OK, I see where you are coming from now. But I also see it is a much
bigger problem than it was before.
We either need to have a special routine for each catalog table, or we
scan all tables, all of the time. The latter is a disaster, so lets look
at the former: spicing the code with appropriate catalog checks would be
a lot of work and probably very error prone and hard to maintain. We
would never be sure that any particular check had been done
appropriately.
Different proposal:
1. When we wrap we set up an OID Free Space Map. We do this once when we
wrap, rather than every time we collide. We scan all catalog tables and
set the bits in a single 8192 byte block and write it out to disk. We
then allocate OIDs from completely untouched chunks, otherwise much as
we do now, except for the occasional re-allocation of a chunk every
32768 OIDs. In theory, we will never collide on permanent catalog
entries. (If the OIDFSM is not there, we would assume we haven't wrapped
yet).
2. We segment the available OID space, to encourage temporary object
types not to overlap.
The first feature is designed to simplify the OID checking, so that we
don't need to add lots of additional code: we can isolate this code. It
also performs much better. The segmentation of the OID space mitigates
against the possibility that we might use all the bits in the FSM,
making it much more unlikely (and so I would propose not to plug that
gap).
When creating temporary objects, they should start at
FirstTemporaryObjectId (max/2) and continue up to the max. When they hit
*their* max, they cycle back round to FirstTemporaryObjectId.

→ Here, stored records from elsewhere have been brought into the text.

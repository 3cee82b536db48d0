use clap::{Parser, Subcommand};
use fileshare_core::{CoreConfig, FileService, DEFAULT_INDEX_FILE, DEFAULT_UPLOAD_DIR};
use std::path::PathBuf;
use std::sync::Arc;

#[derive(Parser)]
#[command(name = "fileshare")]
#[command(about = "Fileshare storage maintenance CLI")]
struct Cli {
    /// Directory holding uploaded files
    #[arg(long, env = "UPLOAD_DIR", default_value = DEFAULT_UPLOAD_DIR, global = true)]
    upload_dir: PathBuf,
    /// JSON metadata index
    #[arg(long, env = "METADATA_FILE", default_value = DEFAULT_INDEX_FILE, global = true)]
    index_file: PathBuf,
    #[command(subcommand)]
    command: Option<Commands>,
}

#[derive(Subcommand)]
enum Commands {
    /// List the files recorded in the index
    List,
    /// Compare the index against the upload directory
    Audit,
}

#[tokio::main]
async fn main() -> Result<(), Box<dyn std::error::Error>> {
    let cli = Cli::parse();

    let Some(command) = cli.command else {
        println!("No command given. Use --help for usage.");
        return Ok(());
    };

    let cfg = Arc::new(CoreConfig::new(cli.upload_dir, cli.index_file)?);
    let service = FileService::init(cfg).await?;

    match command {
        Commands::List => {
            let files = service.list().await;
            if files.is_empty() {
                println!("No files found.");
            } else {
                for file in files {
                    println!("{}\t{} bytes", file.filename, file.size);
                }
            }
        }
        Commands::Audit => {
            let report = service.audit().await?;
            if report.is_consistent() {
                println!("Index and upload directory agree.");
                return Ok(());
            }
            for name in &report.missing_on_disk {
                println!("missing on disk: {}", name);
            }
            for name in &report.untracked_on_disk {
                println!("not in index:    {}", name);
            }
            return Err(format!(
                "{} missing, {} untracked",
                report.missing_on_disk.len(),
                report.untracked_on_disk.len()
            )
            .into());
        }
    }

    Ok(())
}
//! File operations service.
//!
//! [`FileService`] keeps three things in step: the bytes in the upload
//! directory, the in-memory [`Catalog`], and the JSON [`PersistentIndex`].
//!
//! # Locking
//!
//! One `tokio::sync::Mutex` guards the whole catalog. Every operation takes it
//! for its full duration, including the disk rename or removal and the index
//! rewrite, so operations never interleave and the index on disk always
//! reflects exactly one operation's effect. Slow disks therefore block all
//! catalog access; that is accepted at small-team scale.
//!
//! Upload bodies are received into a staging file in the upload directory
//! before the lock is taken, so a slow client only holds up its own request.
//!
//! # Failure policy
//!
//! - Upload body or write failure: no catalog entry, staging file removed.
//! - Upload persist failure: the catalog keeps the record, the caller gets
//!   [`FileShareError::MetadataPersist`] naming what was stored.
//! - Delete disk failure (other than already-absent): logged, metadata removal
//!   still proceeds.
//! - Delete persist failure: [`FileShareError::MetadataPersist`].

use crate::audit::{self, AuditReport};
use crate::catalog::{Catalog, FileRecord, FileSummary};
use crate::config::CoreConfig;
use crate::index::PersistentIndex;
use crate::names;
use crate::{FileShareError, FileShareResult, NotFoundKind};
use std::io::ErrorKind;
use std::path::Path;
use std::sync::atomic::{AtomicU64, Ordering};
use std::sync::Arc;
use tokio::fs;
use tokio::io::{AsyncRead, AsyncReadExt, AsyncWriteExt};
use tokio::sync::Mutex;

const COPY_BUFFER_SIZE: usize = 64 * 1024;

static STAGING_SEQ: AtomicU64 = AtomicU64::new(0);

/// An open stored file ready to be streamed to a client.
#[derive(Debug)]
pub struct Download {
    /// Name to suggest to the client when saving.
    pub filename: String,
    /// Current length on disk.
    pub size: u64,
    /// Handle opened for reading, positioned at the start.
    pub file: fs::File,
}

/// Service owning the catalog and its persistence.
///
/// Construct once at startup with [`FileService::init`] and share behind an
/// `Arc`. There is no teardown: every mutation is flushed before it returns.
#[derive(Debug)]
pub struct FileService {
    cfg: Arc<CoreConfig>,
    index: PersistentIndex,
    catalog: Mutex<Catalog>,
}

impl FileService {
    /// Create the upload directory if needed and load the catalog from the
    /// index.
    ///
    /// # Errors
    ///
    /// Returns [`FileShareError::UploadDirCreation`] if the upload directory
    /// cannot be created. Index problems and leftover staging files from an
    /// earlier run are logged, not returned.
    pub async fn init(cfg: Arc<CoreConfig>) -> FileShareResult<Self> {
        fs::create_dir_all(cfg.upload_dir())
            .await
            .map_err(FileShareError::UploadDirCreation)?;
        remove_stale_staging(cfg.upload_dir()).await;

        let index = PersistentIndex::new(cfg.index_file(), cfg.upload_dir());
        let records = index.load().await;

        Ok(Self {
            cfg,
            index,
            catalog: Mutex::new(Catalog::from_records(records)),
        })
    }

    pub fn config(&self) -> &CoreConfig {
        &self.cfg
    }

    /// Store an uploaded file.
    ///
    /// The raw name is sanitised to its base name and the body is received
    /// into a staging file without holding the catalog lock. Under the lock,
    /// if the name is already taken (in the catalog or on disk) a nanosecond
    /// timestamp is inserted before the extension until it is free, and the
    /// staged file is renamed into place.
    ///
    /// # Arguments
    ///
    /// * `raw_filename` - Filename as sent by the client
    /// * `body` - The file bytes
    ///
    /// # Returns
    ///
    /// The final stored filename and the number of bytes written.
    ///
    /// # Errors
    ///
    /// - [`FileShareError::InvalidName`] if nothing usable remains after sanitising
    /// - [`FileShareError::BodyRead`] if `body` fails before it ends
    /// - [`FileShareError::DiskWrite`] if the bytes could not be written or moved
    ///   into place
    /// - [`FileShareError::MetadataPersist`] if the file was stored but the index
    ///   could not be rewritten
    pub async fn upload<R>(&self, raw_filename: &str, mut body: R) -> FileShareResult<FileSummary>
    where
        R: AsyncRead + Unpin,
    {
        let sanitized = names::sanitize_filename(raw_filename).map_err(|e| {
            tracing::warn!("rejected upload with invalid filename {:?}", raw_filename);
            e
        })?;
        tracing::debug!("upload {:?} sanitized to {:?}", raw_filename, sanitized);

        fs::create_dir_all(self.cfg.upload_dir())
            .await
            .map_err(FileShareError::UploadDirCreation)?;

        let staging_path = self.cfg.storage_path(&names::staging_name(
            names::disambiguation_stamp(),
            STAGING_SEQ.fetch_add(1, Ordering::Relaxed),
        ));
        let size = stage_body(&staging_path, &mut body)
            .await
            .map_err(|e| match e {
                StageError::Body(source) => {
                    tracing::warn!("upload of {} interrupted: {}", sanitized, source);
                    FileShareError::BodyRead {
                        filename: sanitized.clone(),
                        source,
                    }
                }
                StageError::Disk(source) => {
                    tracing::error!("failed to stage {}: {}", sanitized, source);
                    FileShareError::DiskWrite {
                        filename: sanitized.clone(),
                        source,
                    }
                }
            })?;
        tracing::debug!("staged {} at {} ({} bytes)", sanitized, staging_path.display(), size);

        let mut catalog = self.catalog.lock().await;

        let mut filename = sanitized.clone();
        while self.is_taken(&catalog, &filename).await {
            let renamed = names::disambiguate(&sanitized, names::disambiguation_stamp());
            tracing::debug!("{:?} already exists, trying {:?}", filename, renamed);
            filename = renamed;
        }

        let storage_path = self.cfg.storage_path(&filename);
        if let Err(source) = fs::rename(&staging_path, &storage_path).await {
            tracing::error!("failed to move upload to {}: {}", storage_path.display(), source);
            discard_file(&staging_path).await;
            return Err(FileShareError::DiskWrite { filename, source });
        }
        tracing::debug!("saved {} ({} bytes)", storage_path.display(), size);

        let record = FileRecord {
            filename,
            size,
            storage_path,
        };
        let summary = record.summary();
        catalog.insert(record);

        if let Err(source) = self.index.persist(catalog.list_all()).await {
            tracing::error!(
                "stored {} but failed to save metadata: {}",
                summary.filename,
                source
            );
            return Err(FileShareError::MetadataPersist {
                stored: Some(summary),
                source,
            });
        }

        tracing::info!("uploaded {} ({} bytes)", summary.filename, summary.size);
        Ok(summary)
    }

    async fn is_taken(&self, catalog: &Catalog, filename: &str) -> bool {
        catalog.contains(filename)
            || fs::try_exists(self.cfg.storage_path(filename))
                .await
                .unwrap_or(false)
    }

    /// Snapshot of every stored file, in upload order.
    ///
    /// Does not check the disk: an entry whose bytes were removed externally
    /// is still listed until it is deleted.
    pub async fn list(&self) -> Vec<FileSummary> {
        let catalog = self.catalog.lock().await;
        tracing::debug!("listing files, total count: {}", catalog.len());
        catalog.summaries()
    }

    /// Open a stored file for streaming.
    ///
    /// # Arguments
    ///
    /// * `requested_filename` - URL-encoded filename from the request path
    ///
    /// # Errors
    ///
    /// - [`FileShareError::InvalidName`] if the name does not decode
    /// - [`FileShareError::NotFound`] with [`NotFoundKind::Metadata`] if no
    ///   catalog entry matches, or [`NotFoundKind::Disk`] if the entry's bytes
    ///   are gone
    /// - [`FileShareError::DiskRead`] if the file exists but cannot be opened
    pub async fn download(&self, requested_filename: &str) -> FileShareResult<Download> {
        let name = names::decode_requested_name(requested_filename)?;

        let catalog = self.catalog.lock().await;
        let record = catalog.find_by_name(&name).ok_or_else(|| {
            tracing::debug!("download of {:?}: no match in metadata", name);
            FileShareError::NotFound(NotFoundKind::Metadata)
        })?;

        let file = match fs::File::open(&record.storage_path).await {
            Ok(file) => file,
            Err(e) if e.kind() == ErrorKind::NotFound => {
                tracing::warn!(
                    "{} is in metadata but missing on disk at {}",
                    record.filename,
                    record.storage_path.display()
                );
                return Err(FileShareError::NotFound(NotFoundKind::Disk));
            }
            Err(source) => {
                return Err(FileShareError::DiskRead {
                    filename: record.filename.clone(),
                    source,
                })
            }
        };

        let metadata = file
            .metadata()
            .await
            .map_err(|source| FileShareError::DiskRead {
                filename: record.filename.clone(),
                source,
            })?;
        if !metadata.is_file() {
            return Err(FileShareError::NotFound(NotFoundKind::Disk));
        }

        tracing::debug!("serving {} from {}", record.filename, record.storage_path.display());
        Ok(Download {
            filename: record.filename.clone(),
            size: metadata.len(),
            file,
        })
    }

    /// Delete a stored file from disk, catalog and index.
    ///
    /// A file already missing from disk is not an error, and other removal
    /// errors are only logged: a catalog entry pointing nowhere is worse than
    /// a stray file.
    ///
    /// # Returns
    ///
    /// The remaining files, in upload order.
    ///
    /// # Errors
    ///
    /// - [`FileShareError::InvalidName`] if the name does not decode
    /// - [`FileShareError::NotFound`] ([`NotFoundKind::Metadata`]) if no entry matches
    /// - [`FileShareError::MetadataPersist`] if the index could not be rewritten
    pub async fn delete(&self, requested_filename: &str) -> FileShareResult<Vec<FileSummary>> {
        let name = names::decode_requested_name(requested_filename)?;

        let mut catalog = self.catalog.lock().await;
        let storage_path = match catalog.find_by_name(&name) {
            Some(record) => record.storage_path.clone(),
            None => return Err(FileShareError::NotFound(NotFoundKind::Metadata)),
        };

        match fs::remove_file(&storage_path).await {
            Ok(()) => tracing::debug!("removed {} from disk", storage_path.display()),
            Err(e) if e.kind() == ErrorKind::NotFound => {
                tracing::debug!("{} was already gone from disk", storage_path.display())
            }
            Err(e) => tracing::warn!(
                "could not delete {} from disk: {}",
                storage_path.display(),
                e
            ),
        }

        catalog.remove_by_name(&name);

        if let Err(source) = self.index.persist(catalog.list_all()).await {
            tracing::error!("deleted {} but failed to save metadata: {}", name, source);
            return Err(FileShareError::MetadataPersist {
                stored: None,
                source,
            });
        }

        tracing::info!("deleted {}", name);
        Ok(catalog.summaries())
    }

    /// Compare the catalog against the upload directory.
    ///
    /// # Errors
    ///
    /// Returns [`FileShareError::DirectoryScan`] if the upload directory cannot
    /// be listed.
    pub async fn audit(&self) -> FileShareResult<AuditReport> {
        let catalog = self.catalog.lock().await;
        audit::compare(
            catalog.list_all(),
            self.cfg.upload_dir(),
            self.index.path(),
        )
        .await
    }
}

enum StageError {
    Body(std::io::Error),
    Disk(std::io::Error),
}

/// Create `path` (which must not exist) and copy `body` into it.
///
/// On failure the partial file is removed, best effort.
async fn stage_body<R>(path: &Path, body: &mut R) -> Result<u64, StageError>
where
    R: AsyncRead + Unpin,
{
    let mut file = fs::OpenOptions::new()
        .write(true)
        .create_new(true)
        .open(path)
        .await
        .map_err(StageError::Disk)?;

    let written = copy_body(body, &mut file).await;
    if written.is_err() {
        drop(file);
        discard_file(path).await;
    }
    written
}

async fn copy_body<R>(body: &mut R, file: &mut fs::File) -> Result<u64, StageError>
where
    R: AsyncRead + Unpin,
{
    let mut buf = vec![0u8; COPY_BUFFER_SIZE];
    let mut written = 0u64;
    loop {
        let n = body.read(&mut buf).await.map_err(StageError::Body)?;
        if n == 0 {
            break;
        }
        file.write_all(&buf[..n]).await.map_err(StageError::Disk)?;
        written += n as u64;
    }
    file.flush().await.map_err(StageError::Disk)?;
    file.sync_all().await.map_err(StageError::Disk)?;
    Ok(written)
}

async fn discard_file(path: &Path) {
    if let Err(e) = fs::remove_file(path).await {
        if e.kind() != ErrorKind::NotFound {
            tracing::warn!("failed to remove partial upload {}: {}", path.display(), e);
        }
    }
}

/// Remove staging files left behind by an interrupted run.
async fn remove_stale_staging(upload_dir: &Path) {
    let mut entries = match fs::read_dir(upload_dir).await {
        Ok(entries) => entries,
        Err(e) => {
            tracing::warn!("could not scan {} for stale uploads: {}", upload_dir.display(), e);
            return;
        }
    };

    while let Ok(Some(entry)) = entries.next_entry().await {
        let name = entry.file_name();
        if names::is_staging_name(&name.to_string_lossy()) {
            tracing::warn!("removing stale partial upload {}", entry.path().display());
            discard_file(&entry.path()).await;
        }
    }
}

If we collide on an OID, then we issue another one.
The "main" space would then be available for use by all other objects.
The OIDFSM is much the same as the CLOG, so perhaps we might even reuse
that code. However, since the OIDFSM is so rarely used, there seems less
need to cache it, so that would probably be overkill. Since, as I think
I've mentioned :-) , we should backpatch this to 7.3, then we wouldn't
be able to do that if we used the slru.c approach. (nor would we be able
to implement the second feature, temp OID zoning).
Since OIDs are already xlogged we need not write anything differently
there. We would need to update the recovery code to maintain the OIDFSM,
though it would probably be wise to rebuild it completely after a PITR.